Earlier, all types of manufactured laundry soaps that were used in the households were made of natural vegetable oils and edible fats. These raw materials have now become scarce. Moreover, soaps made from natural elements had their limitations as they were not much effective when used with hard water. Hence, synthetic detergents—or non-soapy detergents (NSD)—began to be formulated with components like surface-active agents and complementary components like builders. These products are specially formulated to promote the development of detergency and most popular detergent bars tested belong to such a category. This test was carried out by Consumer Voice in a NABL accredited laboratory.
While foaminess and mushiness are perhaps the visible qualities that are noticed more while using a detergent bar, there are other aspects that are equally or more crucial. Due to the large number of detergent bars available in the market, the process of selecting the “best” brand is often a formidable one. In order to find out if some of the better-known detergent bars are complying with national standards and how these come out on quality parameters, we tested nine brands.

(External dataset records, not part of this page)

//! Benchmarks for the filter pipeline and ranking.

use criterion::{black_box, criterion_group, criterion_main, BenchmarkId, Criterion};
use dinefind_core::dataset::Dataset;
use dinefind_core::records::{Cuisine, Restaurant};
use dinefind_search::{filter, rank, CuisineIndex, DataContext, SearchRequest};

const NAMES: [&str; 6] = ["Delicious", "Grill", "Noodle", "Tasty", "Spice", "Bistro"];
const SUFFIXES: [&str; 5] = ["zilla", "genix", "hub", "ly", "house"];

fn create_dataset(count: usize) -> Dataset {
    let restaurants = (0..count)
        .map(|i| {
            Restaurant::new(
                i.to_string(),
                format!("{}{}", NAMES[i % NAMES.len()], SUFFIXES[i % SUFFIXES.len()]),
                (i % 19 + 1).to_string(),
                (i % 10 + 1).to_string(),
                (i % 5 + 1).to_string(),
                ((i % 5 + 1) * 10).to_string(),
            )
        })
        .collect();

    let cuisines = [
        "American", "Chinese", "Thai", "Italian", "French", "Japanese", "Turkish", "Korean",
        "Vietnamese", "Greek", "Spanish", "Mexican", "Malaysian", "African", "German", "Indian",
        "Russian", "Chilean", "Moroccan",
    ]
    .iter()
    .enumerate()
    .map(|(i, name)| Cuisine::new((i + 1).to_string(), *name))
    .collect();

    Dataset::from_records(restaurants, cuisines)
}

fn bench_pipeline(c: &mut Criterion) {
    let mut group = c.benchmark_group("pipeline");
    let request = SearchRequest::new()
        .with_name("del")
        .with_rating("3")
        .with_price("40")
        .with_cuisine("chi");

    for size in [200, 2_000, 20_000].iter() {
        let dataset = create_dataset(*size);
        let index = CuisineIndex::build(&dataset.cuisines);

        group.bench_with_input(BenchmarkId::new("filter", size), size, |b, _| {
            b.iter(|| filter::apply(black_box(&dataset.restaurants), &index, black_box(&request)))
        });
    }

    group.finish();
}

fn bench_search(c: &mut Criterion) {
    let mut group = c.benchmark_group("search");

    for size in [200, 2_000, 20_000].iter() {
        let context = DataContext::new(create_dataset(*size));
        let request = SearchRequest::new().with_name("i").with_distance("5");

        group.bench_with_input(BenchmarkId::new("filter_and_rank", size), size, |b, _| {
            b.iter(|| context.search(black_box(&request)))
        });
    }

    group.finish();
}

fn bench_rank(c: &mut Criterion) {
    let dataset = create_dataset(20_000);

    c.bench_function("rank_20000", |b| {
        b.iter(|| rank::top(black_box(dataset.restaurants.iter().collect()), rank::TOP_N))
    });
}

criterion_group!(benches, bench_pipeline, bench_search, bench_rank);
criterion_main!(benches);
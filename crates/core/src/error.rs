//! Error handling with codes, context and recovery suggestions
//!
//! Every failure in the data layer carries:
//! - An error code for programmatic handling
//! - Optional context describing what was being done
//! - Optional recovery suggestion

use std::fmt;
use thiserror::Error;

/// Error codes for programmatic error handling
#[derive(Debug, Clone, Copy, PartialEq, Eq, Hash)]
pub enum ErrorCode {
    // General errors (1xxx)
    Internal = 1001,

    // IO errors (2xxx)
    IoError = 2000,
    FileNotFound = 2001,
    PermissionDenied = 2002,

    // Configuration errors (3xxx)
    ConfigError = 3000,
    ConfigNotFound = 3001,
    ConfigParseError = 3002,
    InvalidConfigValue = 3004,

    // Data errors (4xxx)
    DataParse = 4001,
    CacheCorrupt = 4002,
}

impl ErrorCode {
    /// Get the numeric code
    pub fn code(&self) -> u32 {
        *self as u32
    }

    /// Get a human-readable category
    pub fn category(&self) -> &'static str {
        match self.code() / 1000 {
            1 => "General",
            2 => "IO",
            3 => "Configuration",
            4 => "Data",
            _ => "Unknown",
        }
    }
}

impl fmt::Display for ErrorCode {
    fn fmt(&self, f: &mut fmt::Formatter<'_>) -> fmt::Result {
        write!(f, "E{:04}", self.code())
    }
}

/// Main error type with rich context
#[derive(Error, Debug)]
pub struct Error {
    /// Error code for programmatic handling
    pub code: ErrorCode,
    /// Human-readable message
    pub message: String,
    /// Additional context
    pub context: Option<String>,
    /// Recovery suggestion
    pub suggestion: Option<String>,
    /// Source error
    #[source]
    pub source: Option<Box<dyn std::error::Error + Send + Sync>>,
}

impl fmt::Display for Error {
    fn fmt(&self, f: &mut fmt::Formatter<'_>) -> fmt::Result {
        write!(f, "[{}] {}", self.code, self.message)?;
        if let Some(ctx) = &self.context {
            write!(f, "\n  Context: {}", ctx)?;
        }
        if let Some(suggestion) = &self.suggestion {
            write!(f, "\n  Suggestion: {}", suggestion)?;
        }
        Ok(())
    }
}

impl Error {
    /// Create a new error
    pub fn new(code: ErrorCode, message: impl Into<String>) -> Self {
        Self {
            code,
            message: message.into(),
            context: None,
            suggestion: None,
            source: None,
        }
    }

    /// Add context to the error
    pub fn with_context(mut self, context: impl Into<String>) -> Self {
        self.context = Some(context.into());
        self
    }

    /// Add a recovery suggestion
    pub fn with_suggestion(mut self, suggestion: impl Into<String>) -> Self {
        self.suggestion = Some(suggestion.into());
        self
    }

    /// Add a source error
    pub fn with_source(mut self, source: impl std::error::Error + Send + Sync + 'static) -> Self {
        self.source = Some(Box::new(source));
        self
    }

    /// Exit code a CLI should use when this error ends the process
    pub fn exit_code(&self) -> i32 {
        match self.code.code() / 1000 {
            3 => exit_codes::CONFIG_ERROR,
            4 => exit_codes::DATA_ERROR,
            _ => exit_codes::FAILURE,
        }
    }

    // Convenience constructors

    pub fn file_not_found(path: impl AsRef<std::path::Path>) -> Self {
        Self::new(
            ErrorCode::FileNotFound,
            format!("File not found: {}", path.as_ref().display()),
        )
        .with_suggestion("Check that the file exists and you have read permissions")
    }

    pub fn config(message: impl Into<String>) -> Self {
        Self::new(ErrorCode::ConfigError, message)
    }

    pub fn config_not_found(path: impl AsRef<std::path::Path>) -> Self {
        Self::new(
            ErrorCode::ConfigNotFound,
            format!("Configuration file not found: {}", path.as_ref().display()),
        )
        .with_suggestion("Create a .dinefind.toml file or use --config to specify a path")
    }

    pub fn invalid_config(field: &str, message: impl Into<String>) -> Self {
        Self::new(
            ErrorCode::InvalidConfigValue,
            format!("Invalid value for {}: {}", field, message.into()),
        )
    }

    pub fn data_parse(path: impl AsRef<std::path::Path>, message: impl Into<String>) -> Self {
        Self::new(
            ErrorCode::DataParse,
            format!("Malformed data in {}: {}", path.as_ref().display(), message.into()),
        )
        .with_suggestion("Fix the offending row or regenerate the file from its source")
    }

    /// A cache entry that cannot be served and should be rebuilt
    pub fn cache_corrupt(name: &str, message: impl Into<String>) -> Self {
        Self::new(
            ErrorCode::CacheCorrupt,
            format!("Cache entry '{}' is unusable: {}", name, message.into()),
        )
    }
}

/// Result type alias
pub type Result<T> = std::result::Result<T, Error>;

/// Exit codes for CLI commands
pub mod exit_codes {
    pub const SUCCESS: i32 = 0;
    pub const FAILURE: i32 = 1;
    pub const VALIDATION_ERROR: i32 = 2;
    pub const CONFIG_ERROR: i32 = 3;
    pub const DATA_ERROR: i32 = 4;
}

// Implement From for common error types

impl From<std::io::Error> for Error {
    fn from(err: std::io::Error) -> Self {
        let code = match err.kind() {
            std::io::ErrorKind::NotFound => ErrorCode::FileNotFound,
            std::io::ErrorKind::PermissionDenied => ErrorCode::PermissionDenied,
            _ => ErrorCode::IoError,
        };
        Error::new(code, err.to_string()).with_source(err)
    }
}

impl From<serde_json::Error> for Error {
    fn from(err: serde_json::Error) -> Self {
        Error::new(ErrorCode::DataParse, format!("JSON parse error: {}", err)).with_source(err)
    }
}

impl From<toml::de::Error> for Error {
    fn from(err: toml::de::Error) -> Self {
        Error::new(ErrorCode::ConfigParseError, format!("TOML parse error: {}", err))
            .with_source(err)
    }
}

impl From<csv::Error> for Error {
    fn from(err: csv::Error) -> Self {
        let code = if err.is_io_error() {
            ErrorCode::IoError
        } else {
            ErrorCode::DataParse
        };
        Error::new(code, format!("CSV error: {}", err)).with_source(err)
    }
}

/// Extension trait for adding context to Results
pub trait ResultExt<T> {
    fn context(self, context: impl Into<String>) -> Result<T>;
}

impl<T> ResultExt<T> for Result<T> {
    fn context(self, context: impl Into<String>) -> Result<T> {
        self.map_err(|e| e.with_context(context))
    }
}

#[cfg(test)]
mod tests {
    use super::*;

    #[test]
    fn test_error_code_display() {
        assert_eq!(ErrorCode::FileNotFound.to_string(), "E2001");
        assert_eq!(ErrorCode::DataParse.to_string(), "E4001");
    }

    #[test]
    fn test_error_code_category() {
        assert_eq!(ErrorCode::IoError.category(), "IO");
        assert_eq!(ErrorCode::CacheCorrupt.category(), "Data");
        assert_eq!(ErrorCode::ConfigNotFound.category(), "Configuration");
    }

    #[test]
    fn test_error_with_context() {
        let err = Error::file_not_found("/path/to/restaurants.csv")
            .with_context("While converting restaurants");

        assert_eq!(err.code, ErrorCode::FileNotFound);
        assert!(err.context.is_some());
        assert!(err.suggestion.is_some());
        assert!(err.to_string().contains("restaurants.csv"));
    }

    #[test]
    fn test_exit_codes() {
        assert_eq!(Error::config("bad").exit_code(), exit_codes::CONFIG_ERROR);
        assert_eq!(Error::cache_corrupt("cuisines", "bad").exit_code(), exit_codes::DATA_ERROR);
        assert_eq!(Error::file_not_found("gone.csv").exit_code(), exit_codes::FAILURE);
    }

    #[test]
    fn test_io_not_found_maps_code() {
        let io = std::io::Error::new(std::io::ErrorKind::NotFound, "gone");
        let err: Error = io.into();
        assert_eq!(err.code, ErrorCode::FileNotFound);
        assert!(err.source.is_some());
    }

    #[test]
    fn test_data_parse_display() {
        let err = Error::data_parse("cuisines.csv", "row 3 has 1 field")
            .with_context("During conversion");
        let text = err.to_string();

        assert!(text.starts_with("[E4001] Malformed data in cuisines.csv"));
        assert!(text.contains("Context: During conversion"));
        assert!(text.contains("Suggestion:"));
    }
}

The following comparative assessment of laundry detergent bars gains significance in light of the fact that the Bureau of Indian Standards (BIS) has revised certain important parameters including detergency (which establishes how well detergents can remove dirt from soiled cloths/fabrics). Other parameters that have been revised are ash built-up and phosphate limit. All of these ultimately determine the overall quality of the product you are using.
Apart from detergency, phosphate and ash built-up, the tests covered other parameters related to quality and acceptability. These included foam generation, mushiness, insoluble matter, active ingredients and active alkalinity. The Indian Standard covers four grades of detergent bars but none of the nine brands have declared their grades as Indian standard is voluntary. Consumer Voice based its test criteria on relevant Indian Standard 8180, specifications for household laundry detergent bar and its finalised revised draft that is under printing. These tests were conducted at an NABL-accredited laboratory on samples which were purchased at retail without the knowledge of the manufacturers as per ISO guide 46.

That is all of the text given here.